Requirement —
How many lines in the material below contain the word "command"? Answer with the number alone.

***** Extracted material

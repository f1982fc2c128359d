// SPDX-License-Identifier: AGPL-3.0-or-later
//! Map command - prints the marker list a tile renderer consumes

use crate::aggregate;
use crate::auth::{Access, Session, ViewId};
use crate::manager::DataManager;
use anyhow::Result;

/// Run map command
///
/// The tile source is purely a rendering concern; it is echoed for the
/// renderer and has no effect on the marker list.
pub fn run(manager: &DataManager, session: &Session, tiles: &str) -> Result<()> {
    super::require(session, ViewId::Map, Access::View)?;

    match tiles {
        "satellite" | "road" | "terrain" => {}
        other => {
            anyhow::bail!("Unknown tile source: {}. Valid: satellite, road, terrain", other);
        }
    }

    let markers = aggregate::map_markers(manager.data());
    if markers.is_empty() {
        println!("No markers available (tiles: {tiles})");
        return Ok(());
    }

    println!("Markers ({}) [tiles: {}]:", markers.len(), tiles);
    for m in &markers {
        println!(
            "  {} @ ({:.2}, {:.2}) - {} ({} t/day)",
            m.label, m.lat, m.lon, m.mineral, m.production
        );
    }

    Ok(())
}
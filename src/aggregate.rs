// SPDX-License-Identifier: AGPL-3.0-or-later
//! Aggregate series for charts and the map
//!
//! Pure, stateless transforms over an `AppData` snapshot. Every function is
//! idempotent and preserves the source collection's order.

use crate::error::DataError;
use crate::types::AppData;

/// One bar/slice of a chart: `(label, value, color)`
#[derive(Debug, Clone, PartialEq, Eq)]
pub struct SeriesPoint {
    /// Record key this point was derived from
    pub label: String,
    /// Metric value
    pub value: u64,
    /// Record's display color
    pub color: String,
}

/// Which country metric a series reports
#[derive(Debug, Clone, Copy, PartialEq, Eq)]
pub enum CountryMetric {
    /// Output in tons
    Production,
    /// GDP in millions
    Gdp,
    /// Active project count
    Projects,
}

impl CountryMetric {
    /// Display name for chart titles
    #[must_use]
    pub fn as_str(&self) -> &'static str {
        match self {
            Self::Production => "Production",
            Self::Gdp => "GDP",
            Self::Projects => "Projects",
        }
    }

    /// Parse a metric from its CLI spelling
    #[must_use]
    pub fn parse(s: &str) -> Option<Self> {
        match s.to_lowercase().as_str() {
            "production" => Some(Self::Production),
            "gdp" => Some(Self::Gdp),
            "projects" => Some(Self::Projects),
            _ => None,
        }
    }
}

/// Sums across both reference datasets
#[derive(Debug, Clone, Copy, PartialEq, Eq)]
pub struct Totals {
    /// Sum of mineral production (tonnes/day)
    pub mineral_production: u64,
    /// Sum of country production (tons)
    pub country_production: u64,
    /// Sum of country GDP (millions)
    pub country_gdp: u64,
}

/// Compute totals over the current snapshot
#[must_use]
pub fn totals(data: &AppData) -> Totals {
    Totals {
        mineral_production: data.minerals.iter().map(|(_, m)| m.production).sum(),
        country_production: data.countries.iter().map(|(_, c)| c.production).sum(),
        country_gdp: data.countries.iter().map(|(_, c)| c.gdp).sum(),
    }
}

/// Per-mineral production series in collection order
#[must_use]
pub fn mineral_series(data: &AppData) -> Vec<SeriesPoint> {
    data.minerals
        .iter()
        .map(|(name, m)| SeriesPoint {
            label: name.clone(),
            value: m.production,
            color: m.color.clone(),
        })
        .collect()
}

/// Per-country series for the chosen metric, in collection order
#[must_use]
pub fn country_series(data: &AppData, metric: CountryMetric) -> Vec<SeriesPoint> {
    data.countries
        .iter()
        .map(|(name, c)| SeriesPoint {
            label: name.clone(),
            value: country_value(c.production, c.gdp, c.projects, metric),
            color: c.color.clone(),
        })
        .collect()
}

/// Two-element series comparing `a` and `b` on `metric`
///
/// # Errors
///
/// `InvalidComparison` if the two keys are equal or either is absent.
pub fn compare_countries(
    data: &AppData,
    a: &str,
    b: &str,
    metric: CountryMetric,
) -> Result<[SeriesPoint; 2], DataError> {
    if a == b {
        return Err(DataError::InvalidComparison(format!(
            "cannot compare '{a}' with itself"
        )));
    }

    let point = |name: &str| -> Result<SeriesPoint, DataError> {
        let c = data
            .countries
            .get(name)
            .ok_or_else(|| DataError::InvalidComparison(format!("unknown country '{name}'")))?;
        Ok(SeriesPoint {
            label: name.to_string(),
            value: country_value(c.production, c.gdp, c.projects, metric),
            color: c.color.clone(),
        })
    };

    Ok([point(a)?, point(b)?])
}

fn country_value(production: u64, gdp: u64, projects: u64, metric: CountryMetric) -> u64 {
    match metric {
        CountryMetric::Production => production,
        CountryMetric::Gdp => gdp,
        CountryMetric::Projects => projects,
    }
}

// =========================================================================
// Map markers
// =========================================================================

/// One map marker a tile renderer can place
#[derive(Debug, Clone, PartialEq)]
pub struct MapMarker {
    /// Marker label (site description)
    pub label: String,
    /// Latitude in degrees
    pub lat: f64,
    /// Longitude in degrees
    pub lon: f64,
    /// Mineral key the marker belongs to
    pub mineral: String,
    /// Production value of that mineral
    pub production: u64,
}

/// Known mining-site coordinates, keyed by mineral name
///
/// The store carries no coordinates, so markers come from this enrichment
/// table joined against the live mineral collection: deleted minerals drop
/// off the map, and user-added minerals appear only when the table knows
/// their site.
const MINERAL_SITES: [(&str, &str, f64, f64); 3] = [
    ("Cobalt", "Kolwezi, DRC", -10.72, 25.47),
    ("Lithium", "Bikita, Zimbabwe", -19.99, 31.43),
    ("Gold", "Witwatersrand, South Africa", -26.20, 28.05),
];

/// Markers for every live mineral with a known site, in collection order
#[must_use]
pub fn map_markers(data: &AppData) -> Vec<MapMarker> {
    data.minerals
        .iter()
        .filter_map(|(name, m)| {
            let (_, site, lat, lon) = MINERAL_SITES
                .iter()
                .find(|(mineral, _, _, _)| *mineral == name.as_str())?;
            Some(MapMarker {
                label: (*site).to_string(),
                lat: *lat,
                lon: *lon,
                mineral: name.clone(),
                production: m.production,
            })
        })
        .collect()
}

#[cfg(test)]
mod tests {
    use super::*;
    use crate::types::{AppData, MineralRecord};

    #[test]
    fn test_totals_over_defaults() {
        let data = AppData::default();
        let t = totals(&data);

        assert_eq!(t.mineral_production, 1200 + 950 + 2500);
        assert_eq!(t.country_production, 1000 + 600 + 1200);
        assert_eq!(t.country_gdp, 35000 + 18000 + 41000);
    }

    #[test]
    fn test_series_preserve_collection_order() {
        let data = AppData::default();

        let minerals = mineral_series(&data);
        let labels: Vec<_> = minerals.iter().map(|p| p.label.as_str()).collect();
        assert_eq!(labels, vec!["Cobalt", "Lithium", "Gold"]);
        assert_eq!(minerals[0].color, "#1f77b4");

        let gdp = country_series(&data, CountryMetric::Gdp);
        assert_eq!(gdp[0].label, "South Africa");
        assert_eq!(gdp[0].value, 35000);
        assert_eq!(gdp[2].value, 41000);
    }

    #[test]
    fn test_compare_same_country_fails() {
        let data = AppData::default();
        let err =
            compare_countries(&data, "South Africa", "South Africa", CountryMetric::Gdp)
                .unwrap_err();
        assert!(matches!(err, DataError::InvalidComparison(_)));
    }

    #[test]
    fn test_compare_unknown_country_fails() {
        let data = AppData::default();
        let err =
            compare_countries(&data, "South Africa", "Atlantis", CountryMetric::Projects)
                .unwrap_err();
        assert!(matches!(err, DataError::InvalidComparison(_)));
    }

    #[test]
    fn test_compare_returns_two_points() {
        let data = AppData::default();
        let [a, b] =
            compare_countries(&data, "Lesotho", "Swaziland", CountryMetric::Production).unwrap();
        assert_eq!((a.label.as_str(), a.value), ("Lesotho", 600));
        assert_eq!((b.label.as_str(), b.value), ("Swaziland", 1200));
    }

    #[test]
    fn test_markers_follow_live_minerals() {
        let mut data = AppData::default();
        assert_eq!(map_markers(&data).len(), 3);

        data.minerals.delete("Gold");
        let markers = map_markers(&data);
        assert_eq!(markers.len(), 2);
        assert!(markers.iter().all(|m| m.mineral != "Gold"));

        // A mineral without a known site gets no marker.
        data.minerals
            .create(
                "Copper",
                MineralRecord {
                    location: "Africa, Zambia".into(),
                    production: 500,
                    color: "#ff0000".into(),
                },
            )
            .unwrap();
        assert_eq!(map_markers(&data).len(), 2);
    }

    #[test]
    fn test_marker_carries_live_production() {
        let mut data = AppData::default();
        data.minerals.rename_and_update(
            "Cobalt",
            "Cobalt",
            MineralRecord {
                location: "Africa, DRC".into(),
                production: 9999,
                color: "#1f77b4".into(),
            },
        );

        let markers = map_markers(&data);
        let cobalt = markers.iter().find(|m| m.mineral == "Cobalt").unwrap();
        assert_eq!(cobalt.production, 9999);
        assert_eq!(cobalt.label, "Kolwezi, DRC");
    }
}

**********

Answer section —
2